Having remove myself from blogging activity for the past week or so in order to concentrate on grading, I am ready to dive back in. The grading process this semester is going slowly for one particular course since I gave an assignment that involves literally hundreds of separate writing entries to assess. I've decided it's better for me (and much more fair for the student) if I did the assessments intermittently rather than in one or two marathon sittings. This allows me to blog a bit as well...

As usual, I've been doing lots of reading and bibliography building whenever I can. At the moment I'm reading a book found my friend Domonic related to our joint study of the management of the Massachusetts Big Dig Project. The book is Rescuing Prometheus by Thomas P. Hughes, and it turned out that my doorstep from the Amazon yesterday afternoon. Hughes focuses on the various management approach has developed for four post-World War II technology-based "projects". The projects themselves are varied, ranging from the system developed by MIT for ground based defense (SAGE) to the Central Artery/Tunnel (Big Dig) project. Also included are studies of the Atlas rocket project to and the development of ARPANET (the basis for the Internet). The fact that Hughes is located at MIT perhaps influenced his choices, and one could argue that they don't quite make for a coherent group of case studies -- but the focus is an interesting one nevertheless and I am finding it an easy read so far...

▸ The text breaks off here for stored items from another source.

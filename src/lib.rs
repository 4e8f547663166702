pub mod config;
pub mod domain {
    pub mod attempt;
    pub mod billing;
    pub mod decline;
}
pub mod gate {
    pub mod pending;
    pub mod retry_gate;
    pub mod stats;
}
pub mod http {
    pub mod handlers {
        pub mod decline_codes;
        pub mod experiment_config;
        pub mod ops;
        pub mod payment_method_check;
        pub mod retries;
        pub mod stats;
    }
    pub mod middleware {
        pub mod admin_auth;
    }
}
pub mod providers;
pub mod repo {
    pub mod billing_repo;
    pub mod experiment_config_repo;
}
pub mod rules {
    pub mod classifier;
    pub mod decline_table;
    pub mod fuzzy;
    pub mod tables;
}
pub mod service {
    pub mod config_cache;
    pub mod retries_service;
}

#[derive(Clone)]
pub struct AppState {
    pub retries_service: service::retries_service::RetriesService,
    pub experiment_config: service::config_cache::ExperimentConfigCache,
    pub pool: sqlx::PgPool,
}

impl axum::extract::FromRef<AppState> for service::retries_service::RetriesService {
    fn from_ref(state: &AppState) -> Self {
        state.retries_service.clone()
    }
}
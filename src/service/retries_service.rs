use crate::domain::attempt::{AttemptContext, DecisionResult, Outcome};
use crate::domain::billing::{last_failed_authorization, PaymentTransaction};
use crate::domain::decline::DeclineCode;
use crate::gate::retry_gate::RetryGate;
use crate::gate::stats::OutcomeCount;
use crate::providers::{ExperimentConfigProvider, PaymentMethodProvider, TransactionHistoryProvider};
use crate::rules::classifier::Classifier;
use anyhow::Result;
use std::sync::Arc;
use uuid::Uuid;

/// Entry point for the retry orchestrator.
///
/// Looks up what happened to the previous authorization, classifies it and lets the
/// [`RetryGate`] decide. Every collaborator failure resolves to letting the retry through.
#[derive(Clone)]
pub struct RetriesService {
    pub classifier: Arc<Classifier>,
    pub gate: Arc<RetryGate>,
    pub history: Arc<dyn TransactionHistoryProvider>,
    pub payment_methods: Arc<dyn PaymentMethodProvider>,
    pub experiment_config: Arc<dyn ExperimentConfigProvider>,
}

impl RetriesService {
    pub async fn decide(&self, ctx: &AttemptContext) -> DecisionResult {
        let decline = match self
            .last_decline(ctx.account_id, ctx.payment_method_id, ctx.tenant_id)
            .await
        {
            Ok(Some(decline)) => decline,
            Ok(None) => return DecisionResult::ALLOW,
            Err(e) => {
                tracing::warn!(
                    "allowing retry attemptPaymentId='{}': unable to classify last authorization accountId='{}' paymentMethodId='{}': {:#}",
                    ctx.attempt_id,
                    ctx.account_id,
                    ctx.payment_method_id,
                    e
                );
                return DecisionResult::ALLOW;
            }
        };

        let traffic_pct = match self.experiment_config.traffic_percent(ctx.tenant_id).await {
            Ok(pct) => pct,
            Err(e) => {
                tracing::warn!(
                    "allowing retry attemptPaymentId='{}': unable to load experiment config tenantId='{}': {:#}",
                    ctx.attempt_id,
                    ctx.tenant_id,
                    e
                );
                return DecisionResult::ALLOW;
            }
        };

        self.gate.decide(ctx.attempt_id, Some(decline), traffic_pct)
    }

    /// Updated counts for the attempt's bucket, or `None` when the attempt was not awaiting an
    /// outcome.
    pub fn on_outcome(&self, attempt_id: Uuid, outcome: Outcome) -> Option<OutcomeCount> {
        self.gate.on_outcome(attempt_id, outcome)
    }

    /// Classification of the last authorization on this payment method, if it failed.
    pub async fn last_decline(
        &self,
        account_id: Uuid,
        payment_method_id: Uuid,
        tenant_id: Uuid,
    ) -> Result<Option<DeclineCode>> {
        let payments = self.history.account_payments(account_id, tenant_id).await?;
        match last_failed_authorization(&payments, payment_method_id) {
            Some(failed) => self.classify_transaction(failed, payment_method_id, tenant_id).await,
            None => Ok(None),
        }
    }

    /// What `decide` would classify if the payment identified by `payment_external_key` were
    /// retried now.
    pub async fn payment_method_check(
        &self,
        payment_external_key: &str,
        tenant_id: Uuid,
    ) -> Result<Option<DeclineCode>> {
        let Some(payment) = self
            .history
            .payment_by_external_key(payment_external_key, tenant_id)
            .await?
        else {
            return Ok(None);
        };

        let payment_method_id = payment.payment_method_id;
        match last_failed_authorization(std::slice::from_ref(&payment), payment_method_id) {
            Some(failed) => self.classify_transaction(failed, payment_method_id, tenant_id).await,
            None => Ok(None),
        }
    }

    async fn classify_transaction(
        &self,
        failed: &PaymentTransaction,
        payment_method_id: Uuid,
        tenant_id: Uuid,
    ) -> Result<Option<DeclineCode>> {
        // no plugin info: the plugin never reported a failure for it
        let Some(info) = &failed.plugin_info else {
            return Ok(None);
        };

        let Some(payment_method) = self
            .payment_methods
            .payment_method(payment_method_id, tenant_id)
            .await?
        else {
            tracing::warn!("payment method not found paymentMethodId='{}'", payment_method_id);
            return Ok(None);
        };

        let decline = self
            .classifier
            .classify_plugin_info(&payment_method.plugin_name, info);
        if let Some(d) = &decline {
            tracing::info!(
                "classified paymentTransactionId='{}' paymentTransactionExternalKey='{}' gatewayErrorCode='{}' gatewayErrorMsg='{}' processorMessage='{}' processorCode='{}' isRetryable='{}'",
                failed.transaction_id,
                failed.external_key,
                failed.gateway_error_code.as_deref().unwrap_or_default(),
                failed.gateway_error_msg.as_deref().unwrap_or_default(),
                d.message,
                d.code,
                d.retryable
            );
        }
        Ok(decline)
    }
}
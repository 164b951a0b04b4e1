//! Behavioural properties of the two-phase optimizer.

use approx::assert_abs_diff_eq;
use ndarray::{Array1, array};
use rstest::{fixture, rstest};
use tangent_optimize::{
    RiskCeiling, SolverError, TwoPhaseOptimizer, TwoPhaseOutcome, WeightBounds,
};
use tangent_risk::{ReturnModel, RiskFreeRate, performance, portfolio_volatility};

#[fixture]
fn four_assets() -> ReturnModel {
    ReturnModel::new(
        vec!["AAA".into(), "BBB".into(), "CCC".into(), "DDD".into()],
        array![0.14, 0.10, 0.07, 0.05],
        array![
            [0.0900, 0.0180, 0.0060, 0.0020],
            [0.0180, 0.0400, 0.0080, 0.0030],
            [0.0060, 0.0080, 0.0225, 0.0040],
            [0.0020, 0.0030, 0.0040, 0.0100]
        ],
    )
    .unwrap()
}

fn rf() -> RiskFreeRate {
    RiskFreeRate::from_fraction(0.03).unwrap()
}

fn sharpe(model: &ReturnModel, weights: &Array1<f64>) -> f64 {
    let perf = performance(weights, model.expected_returns(), model.covariance()).unwrap();
    perf.sharpe_ratio(rf()).unwrap()
}

#[rstest]
#[case(1.0, RiskCeiling::Unbounded)]
#[case(0.5, RiskCeiling::Unbounded)]
#[case(0.3, RiskCeiling::Unbounded)]
#[case(0.25, RiskCeiling::Unbounded)]
#[case(1.0, RiskCeiling::AtMost(0.15))]
#[case(0.4, RiskCeiling::AtMost(0.12))]
fn weights_are_a_capped_allocation(
    four_assets: ReturnModel,
    #[case] max_weight: f64,
    #[case] ceiling: RiskCeiling,
) {
    let solution = TwoPhaseOptimizer::default()
        .optimize(&four_assets, rf(), max_weight, ceiling)
        .unwrap();

    assert_abs_diff_eq!(solution.weights.sum(), 1.0, epsilon = 1e-8);
    for &w in &solution.weights {
        assert!(w >= -1e-8, "negative weight {w}");
        assert!(w <= max_weight + 1e-8, "weight {w} above cap {max_weight}");
    }
}

#[rstest]
#[case(RiskCeiling::Unbounded)]
#[case(RiskCeiling::AtMost(0.12))]
#[case(RiskCeiling::AtMost(0.2))]
fn volatility_never_beats_minimum_variance(
    four_assets: ReturnModel,
    #[case] ceiling: RiskCeiling,
) {
    let solution = TwoPhaseOptimizer::default()
        .optimize(&four_assets, rf(), 1.0, ceiling)
        .unwrap();
    let perf = performance(
        &solution.weights,
        four_assets.expected_returns(),
        four_assets.covariance(),
    )
    .unwrap();

    assert!(perf.volatility >= solution.minimum_variance.volatility - 1e-8);
    if let Some(max) = ceiling.limit() {
        assert!(perf.volatility <= max + 1e-8);
    }
}

/// Feasible allocations under `cap`: equal weights, the vertices reachable by
/// projecting each corner, and projections of a fixed spread of points.
fn feasible_allocations(n: usize, cap: f64) -> Vec<Array1<f64>> {
    let bounds = WeightBounds::new(n, cap).unwrap();
    let mut points = vec![bounds.equal_weights()];
    for i in 0..n {
        let mut corner = Array1::zeros(n);
        corner[i] = 10.0;
        points.push(bounds.project(&corner));
    }
    for k in 0..40 {
        let raw = Array1::from_shape_fn(n, |i| ((k * 7 + i * 13) as f64 * 0.618).sin() * 2.0);
        points.push(bounds.project(&raw));
    }
    points
}

#[rstest]
#[case(1.0)]
#[case(0.4)]
fn minimum_variance_is_a_lower_bound(four_assets: ReturnModel, #[case] cap: f64) {
    let covariance = four_assets.covariance();
    let minimum = TwoPhaseOptimizer::default()
        .minimum_variance(covariance, cap)
        .unwrap();

    for weights in feasible_allocations(4, cap) {
        assert_abs_diff_eq!(weights.sum(), 1.0, epsilon = 1e-9);
        assert!(weights.iter().all(|w| *w >= -1e-12 && *w <= cap + 1e-9));
        let volatility = portfolio_volatility(&weights, covariance).unwrap();
        assert!(
            minimum.volatility <= volatility + 1e-8,
            "{} beats minimum {} at {}",
            volatility,
            minimum.volatility,
            weights
        );
    }
}

#[rstest]
fn tighter_ceiling_never_improves_sharpe(four_assets: ReturnModel) {
    let optimizer = TwoPhaseOptimizer::default();
    let sharpes: Vec<f64> = [0.25, 0.16, 0.13, 0.11]
        .iter()
        .map(|&max| {
            let solution = optimizer
                .optimize(&four_assets, rf(), 1.0, RiskCeiling::AtMost(max))
                .unwrap();
            assert!(!solution.fell_back());
            sharpe(&four_assets, &solution.weights)
        })
        .collect();

    for pair in sharpes.windows(2) {
        assert!(pair[1] <= pair[0] + 1e-6, "sharpe rose: {:?}", sharpes);
    }
}

#[rstest]
fn tighter_cap_never_lowers_minimum_volatility(four_assets: ReturnModel) {
    let optimizer = TwoPhaseOptimizer::default();
    let vols: Vec<f64> = [1.0, 0.6, 0.4, 0.3, 0.25]
        .iter()
        .map(|&cap| {
            optimizer
                .minimum_variance(four_assets.covariance(), cap)
                .unwrap()
                .volatility
        })
        .collect();

    for pair in vols.windows(2) {
        assert!(pair[1] >= pair[0] - 1e-9, "volatility fell: {:?}", vols);
    }
}

#[rstest]
fn repeated_calls_agree(four_assets: ReturnModel) {
    let optimizer = TwoPhaseOptimizer::default();
    let first = optimizer
        .optimize(&four_assets, rf(), 0.5, RiskCeiling::AtMost(0.14))
        .unwrap();
    let second = optimizer
        .optimize(&four_assets, rf(), 0.5, RiskCeiling::AtMost(0.14))
        .unwrap();

    for (a, b) in first.weights.iter().zip(second.weights.iter()) {
        assert_abs_diff_eq!(a, b, epsilon = 1e-4);
    }
}

#[test]
fn single_asset_takes_everything() {
    let model = ReturnModel::new(vec!["ONLY".into()], array![0.08], array![[0.0625]]).unwrap();
    let solution = TwoPhaseOptimizer::default()
        .optimize(&model, rf(), 1.0, RiskCeiling::Unbounded)
        .unwrap();

    assert_abs_diff_eq!(solution.weights[0], 1.0, epsilon = 1e-12);
    assert_abs_diff_eq!(solution.minimum_variance.volatility, 0.25, epsilon = 1e-12);
}

#[test]
fn ceiling_below_minimum_returns_phase_one_weights() {
    // Equal uncorrelated variances: minimum variance is 1/3 each with volatility 0.15
    let model = ReturnModel::new(
        vec!["A".into(), "B".into(), "C".into()],
        array![0.12, 0.08, 0.05],
        array![[0.0675, 0.0, 0.0], [0.0, 0.0675, 0.0], [0.0, 0.0, 0.0675]],
    )
    .unwrap();

    let solution = TwoPhaseOptimizer::default()
        .optimize(&model, rf(), 1.0, RiskCeiling::AtMost(0.10))
        .unwrap();

    assert_eq!(solution.outcome, TwoPhaseOutcome::CeilingInfeasible);
    assert_abs_diff_eq!(solution.minimum_variance.volatility, 0.15, epsilon = 1e-8);
    for &w in &solution.weights {
        assert_abs_diff_eq!(w, 1.0 / 3.0, epsilon = 1e-6);
    }
    let perf =
        performance(&solution.weights, model.expected_returns(), model.covariance()).unwrap();
    assert_abs_diff_eq!(
        perf.volatility,
        solution.minimum_variance.volatility,
        epsilon = 1e-12
    );
}

#[test]
fn cap_too_small_is_infeasible() {
    let model = ReturnModel::new(
        vec!["A".into(), "B".into(), "C".into(), "D".into()],
        array![0.1, 0.1, 0.1, 0.1],
        ndarray::Array2::eye(4) * 0.04,
    )
    .unwrap();

    let result = TwoPhaseOptimizer::default().optimize(&model, rf(), 0.2, RiskCeiling::Unbounded);
    assert!(matches!(result, Err(SolverError::Infeasible(_))));
}
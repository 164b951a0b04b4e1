//! Annualized covariance of daily returns.
//!
//! The return model builder is generic over [`CovarianceEstimator`]; the
//! default is the sample estimator scaled by trading days per year. The
//! helpers in [`utils`] check that an estimate is usable as a quadratic form.

pub mod sample;
pub mod utils;

pub use sample::SampleCovarianceEstimator;
pub use utils::{
    EigenDecomposition, is_positive_semidefinite, is_symmetric, jacobi_eigendecomp, symmetrize,
};

use ndarray::Array2;
use thiserror::Error;

/// Why a covariance estimate was rejected
#[derive(Debug, Error)]
pub enum CovarianceError {
    /// Fewer return rows than the estimator needs
    #[error("need at least {required} return observations, got {actual}")]
    InsufficientData {
        /// Minimum number of rows
        required: usize,
        /// Rows supplied
        actual: usize,
    },

    /// Some portfolio would have negative variance
    #[error("covariance has a negative eigenvalue ({min_eigenvalue})")]
    NotPositiveSemidefinite {
        /// Smallest eigenvalue
        min_eigenvalue: f64,
    },

    /// `cov[i][j] != cov[j][i]` beyond tolerance
    #[error("covariance is not symmetric")]
    NotSymmetric,

    /// Matrix is not square, or does not match the instrument count
    #[error("covariance is {actual} wide, expected {expected}")]
    DimensionMismatch {
        /// Instruments expected
        expected: usize,
        /// Size found
        actual: usize,
    },

    /// NaN or infinite entry
    #[error("covariance contains non-finite values")]
    NonFinite,
}

/// Turns a `T x N` matrix of daily returns (one row per day) into an
/// annualized `N x N` covariance.
pub trait CovarianceEstimator {
    /// Estimate the annualized covariance of the columns of `returns`.
    fn estimate(&self, returns: &Array2<f64>) -> Result<Array2<f64>, CovarianceError>;
}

Also over the last few days I've been reading David Weinberger's Everything is Miscellaneous. Excellent book and filled with lots of insights into how the "order of things" and essentialism is being challenged by the emergence of digital information systems and related capacities. Really interesting stuff that I hope to use in developing my "nomads" argument this summer. Along the same lines, I picked up Wark's Gamer Theory
-- a book that will demand more concentration than I'm able to devote at the moment...

All this and plans to revitalize my courses on organizational theory and behavior the summer. Obviously I'll have plenty to blog about, and with the weekly commute (by train mainly) to New York and Washington where I will teach the summer I should have the time to get some of this done...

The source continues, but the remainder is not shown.